Associate Professor of Education Charles Dorn expressed concern regarding the grading policy of first year seminars at the faculty meeting. At present, a student who receives a 'D' in a seminar is advised to take another first year seminar. Judd defended the current policy as a way to measure how well students engage with the material.

"Because of their intimate nature, their focus on critical thinking and writing, and their specific attention to the needs of students in their first years, the first year seminars often provide a good way to identify students who might be struggling in some area or who could benefit from additional work," said Judd. "Certainly if a student received a 'D' in a seminar, I would advise them to take another, even though the 'D' satisfied the requirements. The focus on writing and critical thinking that the first year seminar provides is only in your first year, many students find that taking a second one is a special opportunity."
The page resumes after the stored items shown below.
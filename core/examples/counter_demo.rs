// Demo: Counter exchange over the loopback radio
//
// Runs a peripheral that counts once per tick and a central that subscribes
// to it, both as tokio tasks. Prints every value the central receives.

use blecounter_core::{
    spawn_central, spawn_peripheral, AirEndpoints, CentralConfig, CentralController,
    ChannelListener, ListenerEvent, PeripheralConfig, PeripheralController, SimulatedAir,
};
use std::time::Duration;

#[tokio::main]
async fn main() -> anyhow::Result<()> {
    tracing_subscriber::fmt()
        .with_max_level(tracing::Level::INFO)
        .init();

    println!("📶 BLE Counter Demo");
    println!("===================\n");

    let AirEndpoints {
        air,
        central,
        central_events,
        peripheral,
        peripheral_events,
    } = SimulatedAir::pair();
    println!("   Peripheral: {}", air.peripheral_handle());
    println!("   Central:    {}\n", air.central_handle());

    let (listener, mut updates) = ChannelListener::channel();
    let (central_client, central_task) = spawn_central(
        CentralController::new(central, listener, CentralConfig::default()),
        central_events,
    );
    let (peripheral_client, peripheral_task) = spawn_peripheral(
        PeripheralController::new(peripheral, PeripheralConfig::default()),
        peripheral_events,
    );

    // Asked before the radio is up; runs once it powers on
    central_client.connect().await?;
    air.power_on();
    tokio::time::sleep(Duration::from_millis(100)).await;
    peripheral_client.start_advertising().await?;

    let mut ticks = 0;
    while ticks < 5 {
        tokio::select! {
            Some(event) = updates.recv() => match event {
                ListenerEvent::Scanning(scanning) => println!("🔍 scanning: {}", scanning),
                ListenerEvent::Connected(connected) => println!("🔗 connected: {}", connected),
                ListenerEvent::Value(value) => println!("✓ counter = {}", value),
            },
            _ = tokio::time::sleep(Duration::from_millis(250)) => {
                let value = peripheral_client.increment().await?;
                println!("   peripheral counted {}", value);
                ticks += 1;
            }
        }
    }

    // Let the last notification drain
    tokio::time::sleep(Duration::from_millis(100)).await;
    while let Ok(ListenerEvent::Value(value)) = updates.try_recv() {
        println!("✓ counter = {}", value);
    }

    central_client.shutdown().await?;
    peripheral_client.shutdown().await?;
    let central = central_task.await?;
    println!("\nLast value seen by central: {:?}", central.last_value());
    let _ = peripheral_task.await?;

    Ok(())
}
//! Error taxonomy for the role controllers
//!
//! Controllers never hand these to the listener. Each one is logged where it
//! is detected and the offending request or update is dropped.

use crate::codec::CodecError;
use crate::ids::CharacteristicId;
use crate::model::RadioState;
use crate::transport::TransportError;
use thiserror::Error;
use tracing::{error, warn};

#[derive(Debug, Clone, PartialEq, Eq, Error)]
pub enum ExchangeError {
    /// Radio is off, unsupported, unauthorized or resetting. Not fatal.
    #[error("Radio unavailable: {0}")]
    RadioUnavailable(RadioState),

    /// A transport command or its asynchronous outcome failed. No retry.
    #[error("{operation} failed: {source}")]
    TransportOperationFailed {
        operation: &'static str,
        #[source]
        source: TransportError,
    },

    /// The remote side sent something we do not accept
    #[error("Protocol mismatch: {0}")]
    ProtocolMismatch(#[from] ProtocolMismatch),
}

impl ExchangeError {
    pub fn transport(operation: &'static str, source: TransportError) -> Self {
        ExchangeError::TransportOperationFailed { operation, source }
    }
}

/// Record an error the controller swallowed
pub(crate) fn log_absorbed(err: &ExchangeError) {
    match err {
        ExchangeError::RadioUnavailable(_) => warn!(error = %err, "radio not ready"),
        ExchangeError::TransportOperationFailed { .. } => {
            error!(error = %err, "transport operation failed")
        }
        ExchangeError::ProtocolMismatch(_) => warn!(error = %err, "dropping message"),
    }
}

#[derive(Debug, Clone, PartialEq, Eq, Error)]
pub enum ProtocolMismatch {
    #[error("unexpected characteristic {actual}, expected {expected}")]
    UnexpectedCharacteristic {
        expected: CharacteristicId,
        actual: CharacteristicId,
    },

    #[error("malformed payload: {0}")]
    MalformedPayload(#[from] CodecError),

    #[error("invalid read offset {offset} > {length}")]
    InvalidReadOffset { offset: usize, length: usize },
}
// Integration test: central and peripheral exchanging a counter over the
// loopback radio
//
// Covers the full lifecycle:
// - deferred connect until the radio powers on
// - discovery, connection, service/characteristic discovery, subscription
// - notified counter values reaching the listener
// - explicit reads, link loss, reconnect and state restoration

use blecounter_core::transport::{AirEndpoints, SimCentral, SimPeripheral};
use blecounter_core::{
    CentralConfig, CentralController, CentralEvent, ChannelListener, ConnectionState,
    ListenerEvent, PeripheralConfig, PeripheralController, PeripheralEvent, SimulatedAir,
};
use tokio::sync::mpsc;

struct Harness {
    air: SimulatedAir,
    central: CentralController<SimCentral, ChannelListener>,
    central_events: mpsc::UnboundedReceiver<CentralEvent>,
    peripheral: PeripheralController<SimPeripheral>,
    peripheral_events: mpsc::UnboundedReceiver<PeripheralEvent>,
    listener: mpsc::UnboundedReceiver<ListenerEvent>,
}

impl Harness {
    fn new() -> Self {
        tracing_subscriber::fmt()
            .with_env_filter("debug")
            .with_test_writer()
            .try_init()
            .ok();

        let AirEndpoints {
            air,
            central,
            central_events,
            peripheral,
            peripheral_events,
        } = SimulatedAir::pair();
        let (listener_tx, listener) = ChannelListener::channel();

        Self {
            air,
            central: CentralController::new(central, listener_tx, CentralConfig::default()),
            central_events,
            peripheral: PeripheralController::new(peripheral, PeripheralConfig::default()),
            peripheral_events,
            listener,
        }
    }

    /// Deliver queued transport events until both sides go quiet
    fn pump(&mut self) {
        loop {
            let mut delivered = false;
            while let Ok(event) = self.central_events.try_recv() {
                self.central.handle_event(event);
                delivered = true;
            }
            while let Ok(event) = self.peripheral_events.try_recv() {
                self.peripheral.handle_event(event);
                delivered = true;
            }
            if !delivered {
                break;
            }
        }
    }

    fn listener_events(&mut self) -> Vec<ListenerEvent> {
        let mut out = Vec::new();
        while let Ok(event) = self.listener.try_recv() {
            out.push(event);
        }
        out
    }

    /// Power on, advertise, connect and subscribe
    fn connected() -> Self {
        let mut harness = Self::new();
        harness.air.power_on();
        harness.pump();
        harness.central.connect();
        harness.peripheral.start_advertising();
        harness.pump();
        assert_eq!(harness.central.state(), ConnectionState::Connected);
        assert_eq!(harness.peripheral.subscribers().len(), 1);
        harness.listener_events();
        harness
    }
}

#[test]
fn test_counter_reaches_listener_after_connect() {
    let mut h = Harness::new();

    // Connect before anything is powered: parked until PoweredOn
    h.central.connect();
    assert!(h.central.has_pending_action());
    assert!(h.listener_events().is_empty());

    h.air.power_on();
    h.pump();
    assert!(h.peripheral.is_published());
    assert_eq!(h.central.state(), ConnectionState::Scanning);

    h.peripheral.start_advertising();
    h.pump();
    assert!(h.air.is_connected());
    assert_eq!(h.air.notifying_count(), 1);

    h.peripheral.set_counter(42);
    h.pump();

    assert_eq!(
        h.listener_events(),
        vec![
            ListenerEvent::Scanning(true),
            ListenerEvent::Scanning(false),
            ListenerEvent::Connected(true),
            ListenerEvent::Value(42),
        ]
    );
    assert_eq!(h.central.last_value(), Some(42));
}

#[test]
fn test_successive_counters_arrive_in_order() {
    let mut h = Harness::connected();

    for _ in 0..5 {
        h.peripheral.increment();
    }
    h.pump();

    let values: Vec<_> = h
        .listener_events()
        .into_iter()
        .filter_map(|event| match event {
            ListenerEvent::Value(v) => Some(v),
            _ => None,
        })
        .collect();
    assert_eq!(values, vec![1, 2, 3, 4, 5]);
}

#[test]
fn test_explicit_read_returns_current_counter() {
    let mut h = Harness::connected();

    h.peripheral.set_counter(-17);
    h.pump();
    h.listener_events();

    h.central.read_value();
    h.pump();
    assert_eq!(h.listener_events(), vec![ListenerEvent::Value(-17)]);
}

#[test]
fn test_value_seeded_before_power_on_is_readable() {
    let mut h = Harness::new();
    h.peripheral.set_counter(9);

    h.air.power_on();
    h.pump();
    h.central.connect();
    h.peripheral.start_advertising();
    h.pump();
    h.listener_events();

    h.central.read_value();
    h.pump();
    assert_eq!(h.listener_events(), vec![ListenerEvent::Value(9)]);
}

#[test]
fn test_link_loss_and_reconnect() {
    let mut h = Harness::connected();

    h.air.drop_link();
    h.pump();
    assert_eq!(h.listener_events(), vec![ListenerEvent::Connected(false)]);
    assert_eq!(h.central.peripheral(), None);
    assert!(h.peripheral.subscribers().is_empty());

    // Updates while disconnected go nowhere
    h.peripheral.set_counter(100);
    h.pump();
    assert!(h.listener_events().is_empty());

    h.central.connect();
    h.pump();
    h.peripheral.set_counter(101);
    h.pump();
    assert_eq!(
        h.listener_events(),
        vec![
            ListenerEvent::Scanning(true),
            ListenerEvent::Scanning(false),
            ListenerEvent::Connected(true),
            ListenerEvent::Value(101),
        ]
    );
}

#[test]
fn test_local_disconnect_stops_updates() {
    let mut h = Harness::connected();

    h.central.disconnect();
    assert_eq!(h.listener_events(), vec![ListenerEvent::Connected(false)]);
    assert_eq!(h.central.state(), ConnectionState::Disconnected);

    // The transport confirms afterwards
    h.pump();
    assert_eq!(h.listener_events(), vec![ListenerEvent::Connected(false)]);
    assert!(!h.air.is_connected());

    h.peripheral.set_counter(5);
    h.pump();
    assert!(h.listener_events().is_empty());
}

#[test]
fn test_restored_peripheral_is_reconnected() {
    let mut h = Harness::new();
    h.air.power_on();
    h.peripheral.start_advertising();
    h.pump();

    h.air.restore();
    h.pump();
    assert_eq!(h.central.peripheral(), Some(h.air.peripheral_handle()));
    assert_eq!(h.central.state(), ConnectionState::Connected);

    h.peripheral.set_counter(7);
    h.pump();
    assert_eq!(
        h.listener_events(),
        vec![ListenerEvent::Connected(true), ListenerEvent::Value(7)]
    );
}

#[test]
fn test_peripheral_radio_loss_disconnects_central() {
    let mut h = Harness::connected();

    h.air.set_peripheral_radio(blecounter_core::RadioState::PoweredOff);
    h.pump();
    assert_eq!(h.listener_events(), vec![ListenerEvent::Connected(false)]);
    assert!(!h.peripheral.is_advertising());
}

#[test]
fn test_central_radio_loss_clears_peripheral_subscribers() {
    let mut h = Harness::connected();

    h.air.set_central_radio(blecounter_core::RadioState::PoweredOff);
    h.pump();
    assert_eq!(h.listener_events(), vec![ListenerEvent::Connected(false)]);
    assert_eq!(h.central.peripheral(), None);
    assert!(!h.air.is_connected());
    assert!(h.peripheral.subscribers().is_empty());
}

#[test]
fn test_advertising_continues_while_connected() {
    let mut h = Harness::connected();
    assert!(h.peripheral.is_advertising());

    h.peripheral.stop_advertising();
    assert!(!h.peripheral.is_advertising());
    // The existing link is unaffected
    h.peripheral.set_counter(3);
    h.pump();
    assert_eq!(h.listener_events(), vec![ListenerEvent::Value(3)]);
}
#[cfg(test)]
mod tests {
    use super::*;
    use crate::ids::{CharacteristicId, COUNTER_CHARACTERISTIC_ID, COUNTER_SERVICE_ID};
    use crate::model::RequestId;
    use crate::transport::{MockPeripheralTransport, TransportError};
    use mockall::Sequence;
    use std::sync::atomic::{AtomicBool, Ordering};
    use std::sync::Arc;

    fn published(
        mut transport: MockPeripheralTransport,
    ) -> PeripheralController<MockPeripheralTransport> {
        transport.expect_publish_service().times(1).returning(|_| Ok(()));
        let mut peripheral = PeripheralController::new(transport, PeripheralConfig::default());
        peripheral.handle_event(PeripheralEvent::RadioStateChanged(RadioState::PoweredOn));
        peripheral.handle_event(PeripheralEvent::ServicePublished {
            service: COUNTER_SERVICE_ID,
            result: Ok(()),
        });
        peripheral
    }

    fn read(offset: usize) -> ReadRequest {
        ReadRequest {
            id: RequestId(7),
            central: SubscriberHandle::random(),
            characteristic: COUNTER_CHARACTERISTIC_ID,
            offset,
        }
    }

    #[test]
    fn test_power_on_publishes_counter_service() {
        let mut transport = MockPeripheralTransport::new();
        transport
            .expect_publish_service()
            .withf(|service| {
                let chr = &service.characteristics[0];
                service.id == COUNTER_SERVICE_ID
                    && service.primary
                    && service.characteristics.len() == 1
                    && chr.id == COUNTER_CHARACTERISTIC_ID
                    && chr.properties
                        == CharacteristicProperties::READ | CharacteristicProperties::NOTIFY
                    && chr.permissions == AttributePermissions::READABLE
                    && chr.value.as_deref() == Some(&encode_counter(5)[..])
            })
            .times(1)
            .returning(|_| Ok(()));

        let mut peripheral = PeripheralController::new(transport, PeripheralConfig::default());
        peripheral.set_counter(5);
        peripheral.handle_event(PeripheralEvent::RadioStateChanged(RadioState::PoweredOn));
        assert_eq!(peripheral.publish_state(), PublishState::Pending);

        // Powering on again while pending must not republish
        peripheral.handle_event(PeripheralEvent::RadioStateChanged(RadioState::PoweredOn));
        peripheral.handle_event(PeripheralEvent::ServicePublished {
            service: COUNTER_SERVICE_ID,
            result: Ok(()),
        });
        assert!(peripheral.is_published());
    }

    #[test]
    fn test_publish_failure_is_terminal() {
        let mut transport = MockPeripheralTransport::new();
        transport.expect_publish_service().times(1).returning(|_| Ok(()));
        transport.expect_update_value().times(0);

        let mut peripheral = PeripheralController::new(transport, PeripheralConfig::default());
        peripheral.handle_event(PeripheralEvent::RadioStateChanged(RadioState::PoweredOn));
        peripheral.handle_event(PeripheralEvent::ServicePublished {
            service: COUNTER_SERVICE_ID,
            result: Err(TransportError::OperationFailed("database full".to_string())),
        });
        assert_eq!(peripheral.publish_state(), PublishState::Failed);

        peripheral.handle_event(PeripheralEvent::RadioStateChanged(RadioState::PoweredOff));
        peripheral.handle_event(PeripheralEvent::RadioStateChanged(RadioState::PoweredOn));
        peripheral.set_counter(3);
        assert_eq!(peripheral.counter(), 3);
    }

    #[test]
    fn test_power_cycle_republishes_current_value() {
        let seeded = Arc::new(parking_lot::Mutex::new(Vec::new()));
        let mut transport = MockPeripheralTransport::new();
        let record = seeded.clone();
        transport
            .expect_publish_service()
            .times(2)
            .returning(move |service| {
                record.lock().push(service.characteristics[0].value.clone());
                Ok(())
            });
        transport.expect_update_value().returning(|_, _, _| Ok(()));

        let mut peripheral = PeripheralController::new(transport, PeripheralConfig::default());
        peripheral.handle_event(PeripheralEvent::RadioStateChanged(RadioState::PoweredOn));
        peripheral.handle_event(PeripheralEvent::ServicePublished {
            service: COUNTER_SERVICE_ID,
            result: Ok(()),
        });
        peripheral.handle_event(PeripheralEvent::Subscribed {
            central: SubscriberHandle::random(),
            characteristic: COUNTER_CHARACTERISTIC_ID,
        });
        peripheral.set_counter(8);

        peripheral.handle_event(PeripheralEvent::RadioStateChanged(RadioState::PoweredOff));
        assert_eq!(peripheral.publish_state(), PublishState::Unpublished);
        assert!(peripheral.subscribers().is_empty());

        peripheral.handle_event(PeripheralEvent::RadioStateChanged(RadioState::PoweredOn));
        assert_eq!(peripheral.publish_state(), PublishState::Pending);
        assert_eq!(
            *seeded.lock(),
            vec![Some(encode_counter(0).to_vec()), Some(encode_counter(8).to_vec())]
        );
    }

    #[test]
    fn test_counter_updates_push_encoded_values() {
        let mut transport = MockPeripheralTransport::new();
        let mut seq = Sequence::new();
        for value in 0..3i64 {
            transport
                .expect_update_value()
                .withf(move |id, bytes, subscribers| {
                    *id == COUNTER_CHARACTERISTIC_ID
                        && bytes == encode_counter(value).as_slice()
                        && subscribers.is_empty()
                })
                .times(1)
                .in_sequence(&mut seq)
                .returning(|_, _, _| Ok(()));
        }

        let mut peripheral = published(transport);
        peripheral.set_counter(0);
        peripheral.set_counter(1);
        peripheral.set_counter(2);
        assert_eq!(peripheral.counter(), 2);
    }

    #[test]
    fn test_increment_wraps() {
        let mut transport = MockPeripheralTransport::new();
        transport.expect_update_value().returning(|_, _, _| Ok(()));
        let mut peripheral = published(transport);

        peripheral.set_counter(i64::MAX);
        assert_eq!(peripheral.increment(), i64::MIN);
    }

    #[test]
    fn test_read_returns_tail_from_offset() {
        let mut transport = MockPeripheralTransport::new();
        transport
            .expect_respond_to_read()
            .withf(|id, status, value| {
                *id == RequestId(7)
                    && *status == AttStatus::Success
                    && value == &encode_counter(0x0102)[2..]
            })
            .times(1)
            .returning(|_, _, _| Ok(()));
        transport.expect_update_value().returning(|_, _, _| Ok(()));

        let mut peripheral = published(transport);
        peripheral.set_counter(0x0102);
        peripheral.handle_event(PeripheralEvent::ReadRequested(read(2)));
    }

    #[test]
    fn test_read_at_end_returns_empty_success() {
        let mut transport = MockPeripheralTransport::new();
        transport
            .expect_respond_to_read()
            .withf(|_, status, value| *status == AttStatus::Success && value.is_empty())
            .times(1)
            .returning(|_, _, _| Ok(()));

        let mut peripheral = published(transport);
        peripheral.handle_event(PeripheralEvent::ReadRequested(read(8)));
    }

    #[test]
    fn test_read_past_end_is_unanswered() {
        let mut transport = MockPeripheralTransport::new();
        transport.expect_respond_to_read().times(0);

        let mut peripheral = published(transport);
        peripheral.handle_event(PeripheralEvent::ReadRequested(read(9)));
    }

    #[test]
    fn test_read_past_end_rejected_when_configured() {
        let mut transport = MockPeripheralTransport::new();
        transport
            .expect_respond_to_read()
            .withf(|id, status, value| {
                *id == RequestId(7) && *status == AttStatus::InvalidOffset && value.is_empty()
            })
            .times(1)
            .returning(|_, _, _| Ok(()));

        let config = PeripheralConfig::default().with_reject_invalid_offset(true);
        let mut peripheral = PeripheralController::new(transport, config);
        peripheral.handle_event(PeripheralEvent::ReadRequested(read(12)));
    }

    #[test]
    fn test_read_for_other_characteristic_is_unanswered() {
        let mut transport = MockPeripheralTransport::new();
        transport.expect_respond_to_read().times(0);

        let mut peripheral = published(transport);
        peripheral.handle_event(PeripheralEvent::ReadRequested(ReadRequest {
            characteristic: CharacteristicId::from_u16(0x2A00),
            ..read(0)
        }));
    }

    #[test]
    fn test_advertising_is_guarded() {
        let advertising = Arc::new(AtomicBool::new(false));
        let mut transport = MockPeripheralTransport::new();
        let flag = advertising.clone();
        transport
            .expect_is_advertising()
            .returning(move || flag.load(Ordering::SeqCst));
        let flag = advertising.clone();
        transport
            .expect_start_advertising()
            .withf(|adv| {
                adv.service_ids == vec![COUNTER_SERVICE_ID]
                    && adv.local_name.as_deref() == Some("BLE-COUNTER")
            })
            .times(1)
            .returning(move |_| {
                flag.store(true, Ordering::SeqCst);
                Ok(())
            });
        let flag = advertising.clone();
        transport.expect_stop_advertising().times(1).returning(move || {
            flag.store(false, Ordering::SeqCst);
            Ok(())
        });

        let mut peripheral = PeripheralController::new(transport, PeripheralConfig::default());
        peripheral.start_advertising();
        peripheral.start_advertising();
        assert!(peripheral.is_advertising());
        peripheral.stop_advertising();
        peripheral.stop_advertising();
        assert!(!peripheral.is_advertising());
    }

    #[test]
    fn test_subscription_mirror() {
        let mut peripheral =
            PeripheralController::new(MockPeripheralTransport::new(), PeripheralConfig::default());
        let a = SubscriberHandle::random();
        let b = SubscriberHandle::random();

        for central in [a, b, a] {
            peripheral.handle_event(PeripheralEvent::Subscribed {
                central,
                characteristic: COUNTER_CHARACTERISTIC_ID,
            });
        }
        assert_eq!(peripheral.subscribers().len(), 2);

        peripheral.handle_event(PeripheralEvent::Unsubscribed {
            central: a,
            characteristic: COUNTER_CHARACTERISTIC_ID,
        });
        assert_eq!(peripheral.subscribers().iter().copied().collect::<Vec<_>>(), vec![b]);
    }
}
First year seminars can be taken with the Credit/D/Fail grading option, as indicated in the student course catalogue. While first year seminars taken for a non-grade do not count for the distribution requirement, Judd feels that this stipulation is an adequate way to allow students some leniency.

"The first year seminar launches a student not only in critical thinking and writing, but introduces them to a discipline," said Judd. "While grades are merely one kind of measure of accomplishment or engagement, they can often help a student measure think about that degree of accomplishment as they make subsequent choices."